England.  The first surname sightings appear to have been in Suffolk.  A Gilbert de Branteston can be found in the Suffolk pipe rolls of 1200.  The will of Edmund Branston was recorded at Capel St. Mary in 1465 and these Branstons were there a century or so later. Then there were Bransons in Berkshire and Leicestershire.

The largest number of Bransons have come from Leicestershire.  The death of Elizabeth Branson was recorded in Husbands Bosworth in 1601. William Branson was born in Whitwick near Loughborough in the 1740’s and married Elizabeth Jesson there in 1762.  Later Bransons were to be found in Whitwick during the 19th century.  There were Bransons also by the early 1800’s in Nottinghamshire, Northamptonshire, Lincolnshire and Buckinghamshire.

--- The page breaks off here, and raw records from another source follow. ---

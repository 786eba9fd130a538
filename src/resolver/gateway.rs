//! Resolver for gateways, matching by UUID or name.

use super::{CachingResolver, Resolvable};
use crate::cloud::api::CloudApi;
use crate::cloud::types::Gateway;
use anyhow::Result;
use async_trait::async_trait;

/// Caching resolver for gateways.
pub type CachingGateway = CachingResolver<Gateway>;

#[async_trait]
impl Resolvable for Gateway {
    const POSITIONAL_HELP: &'static str = "<UUID/Name...>";

    async fn list(api: &dyn CloudApi) -> Result<Vec<Gateway>> {
        api.list_gateways().await
    }

    fn canonical_id(&self) -> &str {
        &self.uuid
    }

    fn display_names(&self) -> Vec<&str> {
        vec![&self.name]
    }
}

#[cfg(test)]
mod tests {
    use super::*;
    use crate::cloud::mock::MockApi;
    use crate::resolver::ResolveError;

    #[tokio::test]
    async fn test_failing_listing_propagates() {
        let api = MockApi::failing("MOCKERROR");
        let mut provider = CachingGateway::new();
        let err = provider.get(&api).await.expect_err("listing fails");
        assert_eq!(err.to_string(), "MOCKERROR");
        // a failed fetch must leave the cache uninitialized
        assert!(matches!(
            provider.get_cached("anything"),
            Err(ResolveError::CacheUninitialized(_))
        ));
    }
}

One Branson line started in India in the early 1800’s, but returned to England and Great Yarmouth in Norfolk later on in the century. Sir George Branson, born there in 1871, was a judge and Privy Councillor.  His grandson is the entrepreneur Richard Branson.

America.  Various Bransons came to America in the late 1600’s and early 1700’s. One branch were Quakers and came to Chester, Pennsylvania.  Other Bransons settled in Springfield, New Jersey.  Later Bransons moved to Virginia and to Missouri where there is a Branson township in the Ozark mountains today.

“Ruben Branson, a storekeeper and schoolmaster in his late 20’s, started a general store near the mouth of the Roark creek and the White river in 1882.  The general store had a post office called ‘the Branson Post Office.'”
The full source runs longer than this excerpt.